__Directions for this task__.
In the records that come next, find every line with "inconnu". Return those lines.

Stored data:
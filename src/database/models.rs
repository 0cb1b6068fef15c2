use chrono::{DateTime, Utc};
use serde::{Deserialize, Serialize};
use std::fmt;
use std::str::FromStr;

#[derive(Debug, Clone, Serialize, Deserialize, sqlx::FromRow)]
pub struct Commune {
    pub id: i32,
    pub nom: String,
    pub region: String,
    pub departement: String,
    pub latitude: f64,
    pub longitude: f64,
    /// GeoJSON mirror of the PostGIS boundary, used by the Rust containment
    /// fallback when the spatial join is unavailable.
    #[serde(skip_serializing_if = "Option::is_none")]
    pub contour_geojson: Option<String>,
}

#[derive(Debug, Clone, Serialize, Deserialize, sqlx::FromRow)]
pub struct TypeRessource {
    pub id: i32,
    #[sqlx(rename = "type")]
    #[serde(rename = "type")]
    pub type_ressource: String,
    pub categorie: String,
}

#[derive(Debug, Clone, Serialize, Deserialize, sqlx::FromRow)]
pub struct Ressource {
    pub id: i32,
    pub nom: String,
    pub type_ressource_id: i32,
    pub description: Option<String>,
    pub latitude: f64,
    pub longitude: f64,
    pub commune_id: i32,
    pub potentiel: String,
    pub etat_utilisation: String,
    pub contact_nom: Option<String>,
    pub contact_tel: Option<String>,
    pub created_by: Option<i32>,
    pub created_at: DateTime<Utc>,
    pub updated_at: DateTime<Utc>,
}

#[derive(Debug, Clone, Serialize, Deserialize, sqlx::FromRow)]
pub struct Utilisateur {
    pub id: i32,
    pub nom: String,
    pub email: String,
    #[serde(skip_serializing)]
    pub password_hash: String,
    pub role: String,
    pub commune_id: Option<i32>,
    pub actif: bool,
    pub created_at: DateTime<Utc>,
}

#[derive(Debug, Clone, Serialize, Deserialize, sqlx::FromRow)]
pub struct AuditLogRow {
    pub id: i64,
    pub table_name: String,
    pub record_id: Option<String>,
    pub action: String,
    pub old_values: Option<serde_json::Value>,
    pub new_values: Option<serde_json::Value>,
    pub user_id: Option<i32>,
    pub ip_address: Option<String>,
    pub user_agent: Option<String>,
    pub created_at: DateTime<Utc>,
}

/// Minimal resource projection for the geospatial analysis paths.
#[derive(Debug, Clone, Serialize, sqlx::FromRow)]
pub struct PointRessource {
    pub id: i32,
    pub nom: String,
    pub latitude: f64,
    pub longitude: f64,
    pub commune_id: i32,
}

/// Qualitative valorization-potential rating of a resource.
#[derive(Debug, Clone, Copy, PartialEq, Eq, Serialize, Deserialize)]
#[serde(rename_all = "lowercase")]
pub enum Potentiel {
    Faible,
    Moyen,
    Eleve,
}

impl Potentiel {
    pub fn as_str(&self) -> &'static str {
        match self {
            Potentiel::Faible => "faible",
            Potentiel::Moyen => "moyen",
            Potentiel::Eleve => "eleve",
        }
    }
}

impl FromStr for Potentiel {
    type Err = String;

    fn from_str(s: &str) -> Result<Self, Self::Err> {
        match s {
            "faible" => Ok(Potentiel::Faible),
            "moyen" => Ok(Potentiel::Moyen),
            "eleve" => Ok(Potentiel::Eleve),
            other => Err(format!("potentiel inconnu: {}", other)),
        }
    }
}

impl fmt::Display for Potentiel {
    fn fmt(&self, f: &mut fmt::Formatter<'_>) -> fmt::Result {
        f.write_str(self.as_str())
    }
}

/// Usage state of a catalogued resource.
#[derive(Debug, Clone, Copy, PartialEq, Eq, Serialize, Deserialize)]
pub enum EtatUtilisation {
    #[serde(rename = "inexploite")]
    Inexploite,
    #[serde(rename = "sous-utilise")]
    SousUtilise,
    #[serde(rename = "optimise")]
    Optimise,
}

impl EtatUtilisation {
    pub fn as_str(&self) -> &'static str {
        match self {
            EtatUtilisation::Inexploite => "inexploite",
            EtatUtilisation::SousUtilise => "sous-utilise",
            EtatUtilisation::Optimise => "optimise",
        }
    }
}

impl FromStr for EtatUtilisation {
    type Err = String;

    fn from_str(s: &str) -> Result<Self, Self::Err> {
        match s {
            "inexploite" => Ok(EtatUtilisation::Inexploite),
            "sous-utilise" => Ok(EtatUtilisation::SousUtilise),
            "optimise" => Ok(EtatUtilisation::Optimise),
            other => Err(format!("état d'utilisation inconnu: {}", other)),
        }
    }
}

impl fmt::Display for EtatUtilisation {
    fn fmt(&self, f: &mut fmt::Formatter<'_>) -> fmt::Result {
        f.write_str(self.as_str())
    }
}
---
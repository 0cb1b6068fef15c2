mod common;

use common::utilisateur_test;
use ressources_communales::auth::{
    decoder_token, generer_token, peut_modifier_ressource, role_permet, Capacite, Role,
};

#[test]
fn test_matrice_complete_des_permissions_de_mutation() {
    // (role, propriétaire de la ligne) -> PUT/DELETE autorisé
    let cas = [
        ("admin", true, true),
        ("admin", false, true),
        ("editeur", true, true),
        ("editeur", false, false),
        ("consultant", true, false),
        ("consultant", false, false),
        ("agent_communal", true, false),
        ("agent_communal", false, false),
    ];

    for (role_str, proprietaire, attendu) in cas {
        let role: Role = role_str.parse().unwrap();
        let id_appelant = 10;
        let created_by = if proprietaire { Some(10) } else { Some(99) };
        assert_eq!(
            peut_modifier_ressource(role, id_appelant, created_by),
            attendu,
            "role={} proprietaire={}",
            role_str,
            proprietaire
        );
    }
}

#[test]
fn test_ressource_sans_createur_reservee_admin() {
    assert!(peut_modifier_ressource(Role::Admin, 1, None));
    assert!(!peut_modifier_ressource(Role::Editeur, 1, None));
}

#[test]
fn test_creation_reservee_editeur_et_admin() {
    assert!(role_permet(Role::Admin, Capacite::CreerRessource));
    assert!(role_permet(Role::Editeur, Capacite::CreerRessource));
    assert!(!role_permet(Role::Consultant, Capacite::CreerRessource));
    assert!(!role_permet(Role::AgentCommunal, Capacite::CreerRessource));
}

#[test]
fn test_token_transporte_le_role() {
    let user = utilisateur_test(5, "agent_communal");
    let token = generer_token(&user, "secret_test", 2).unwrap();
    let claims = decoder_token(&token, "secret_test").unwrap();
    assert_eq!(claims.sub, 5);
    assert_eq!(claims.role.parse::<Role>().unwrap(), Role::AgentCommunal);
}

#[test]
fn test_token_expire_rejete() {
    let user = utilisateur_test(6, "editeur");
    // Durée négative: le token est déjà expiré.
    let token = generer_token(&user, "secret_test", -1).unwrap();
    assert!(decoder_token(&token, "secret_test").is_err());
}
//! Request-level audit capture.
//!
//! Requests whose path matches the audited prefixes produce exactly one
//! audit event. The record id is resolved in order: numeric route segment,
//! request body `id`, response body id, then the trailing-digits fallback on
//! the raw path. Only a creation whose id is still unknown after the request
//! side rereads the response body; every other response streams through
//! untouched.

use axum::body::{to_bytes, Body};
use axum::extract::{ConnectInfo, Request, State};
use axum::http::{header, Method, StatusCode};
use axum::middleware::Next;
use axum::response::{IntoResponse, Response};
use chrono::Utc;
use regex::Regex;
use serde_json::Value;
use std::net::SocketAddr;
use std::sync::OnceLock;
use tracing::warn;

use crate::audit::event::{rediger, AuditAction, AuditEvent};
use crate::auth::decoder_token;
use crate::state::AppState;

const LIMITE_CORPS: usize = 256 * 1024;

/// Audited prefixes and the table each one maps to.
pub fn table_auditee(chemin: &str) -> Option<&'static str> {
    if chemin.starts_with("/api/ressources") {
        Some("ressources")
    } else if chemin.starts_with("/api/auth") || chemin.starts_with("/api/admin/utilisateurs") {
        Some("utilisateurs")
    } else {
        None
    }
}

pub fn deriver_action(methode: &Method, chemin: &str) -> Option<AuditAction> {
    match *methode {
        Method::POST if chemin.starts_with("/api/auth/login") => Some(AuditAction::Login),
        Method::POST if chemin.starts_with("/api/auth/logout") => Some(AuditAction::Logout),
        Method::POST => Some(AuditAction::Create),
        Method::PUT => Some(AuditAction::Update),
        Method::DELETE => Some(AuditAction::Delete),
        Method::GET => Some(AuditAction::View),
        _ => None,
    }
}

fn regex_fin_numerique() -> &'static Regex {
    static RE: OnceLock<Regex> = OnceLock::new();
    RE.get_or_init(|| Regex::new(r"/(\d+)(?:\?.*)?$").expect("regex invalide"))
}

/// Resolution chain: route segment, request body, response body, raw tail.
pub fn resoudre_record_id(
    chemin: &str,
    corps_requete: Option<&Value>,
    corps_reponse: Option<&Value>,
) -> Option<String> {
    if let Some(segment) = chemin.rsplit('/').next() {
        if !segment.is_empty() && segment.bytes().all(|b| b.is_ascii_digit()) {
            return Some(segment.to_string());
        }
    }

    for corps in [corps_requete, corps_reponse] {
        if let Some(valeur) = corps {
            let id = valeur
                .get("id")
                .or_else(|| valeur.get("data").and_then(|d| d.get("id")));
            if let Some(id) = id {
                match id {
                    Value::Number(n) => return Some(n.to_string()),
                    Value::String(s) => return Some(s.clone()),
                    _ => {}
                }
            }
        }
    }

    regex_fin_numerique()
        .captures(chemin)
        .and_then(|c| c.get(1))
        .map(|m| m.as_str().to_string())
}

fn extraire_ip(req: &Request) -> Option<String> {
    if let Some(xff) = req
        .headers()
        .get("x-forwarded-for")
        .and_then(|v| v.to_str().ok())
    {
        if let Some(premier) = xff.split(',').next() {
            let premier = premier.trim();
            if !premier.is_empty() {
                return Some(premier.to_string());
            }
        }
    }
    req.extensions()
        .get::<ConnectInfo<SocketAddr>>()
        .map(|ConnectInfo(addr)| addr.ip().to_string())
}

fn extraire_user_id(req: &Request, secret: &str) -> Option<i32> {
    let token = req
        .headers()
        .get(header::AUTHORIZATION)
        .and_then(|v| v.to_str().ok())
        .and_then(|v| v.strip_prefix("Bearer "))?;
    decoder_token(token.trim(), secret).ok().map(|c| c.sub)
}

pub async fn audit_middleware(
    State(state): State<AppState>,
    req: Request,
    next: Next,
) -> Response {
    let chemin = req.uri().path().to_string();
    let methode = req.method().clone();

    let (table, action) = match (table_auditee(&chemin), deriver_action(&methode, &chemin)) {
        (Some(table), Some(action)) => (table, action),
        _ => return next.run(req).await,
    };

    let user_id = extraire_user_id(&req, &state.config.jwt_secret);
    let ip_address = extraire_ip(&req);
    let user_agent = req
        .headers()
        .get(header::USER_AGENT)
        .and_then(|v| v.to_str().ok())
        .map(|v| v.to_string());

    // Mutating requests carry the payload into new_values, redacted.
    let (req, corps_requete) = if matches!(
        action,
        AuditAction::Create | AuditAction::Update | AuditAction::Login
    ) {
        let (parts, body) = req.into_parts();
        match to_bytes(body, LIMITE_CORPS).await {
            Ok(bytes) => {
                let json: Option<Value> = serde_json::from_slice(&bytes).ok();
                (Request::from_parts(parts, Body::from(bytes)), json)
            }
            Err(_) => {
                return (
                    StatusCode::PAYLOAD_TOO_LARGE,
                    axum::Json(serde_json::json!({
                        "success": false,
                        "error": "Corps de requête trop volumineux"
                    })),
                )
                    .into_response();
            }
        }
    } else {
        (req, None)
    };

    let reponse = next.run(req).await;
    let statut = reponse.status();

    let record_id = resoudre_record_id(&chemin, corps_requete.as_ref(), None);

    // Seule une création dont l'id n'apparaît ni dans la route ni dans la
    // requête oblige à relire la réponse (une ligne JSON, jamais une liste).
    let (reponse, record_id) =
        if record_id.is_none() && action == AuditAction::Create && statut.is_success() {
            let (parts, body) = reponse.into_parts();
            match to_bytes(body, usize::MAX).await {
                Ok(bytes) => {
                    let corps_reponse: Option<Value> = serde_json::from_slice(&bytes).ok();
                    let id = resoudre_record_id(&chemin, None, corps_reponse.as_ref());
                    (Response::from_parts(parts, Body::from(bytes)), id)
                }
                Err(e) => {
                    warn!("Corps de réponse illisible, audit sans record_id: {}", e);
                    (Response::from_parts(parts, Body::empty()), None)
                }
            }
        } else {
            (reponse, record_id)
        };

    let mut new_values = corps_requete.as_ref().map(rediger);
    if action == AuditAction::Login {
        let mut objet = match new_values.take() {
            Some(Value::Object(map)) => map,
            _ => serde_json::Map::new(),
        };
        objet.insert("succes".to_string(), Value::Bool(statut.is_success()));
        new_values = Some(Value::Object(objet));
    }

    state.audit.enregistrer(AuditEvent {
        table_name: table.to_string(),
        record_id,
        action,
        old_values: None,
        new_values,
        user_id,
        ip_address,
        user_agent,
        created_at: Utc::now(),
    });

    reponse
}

__Expected answer__.
            other => Err(format!("potentiel inconnu: {}", other)),
            other => Err(format!("état d'utilisation inconnu: {}", other)),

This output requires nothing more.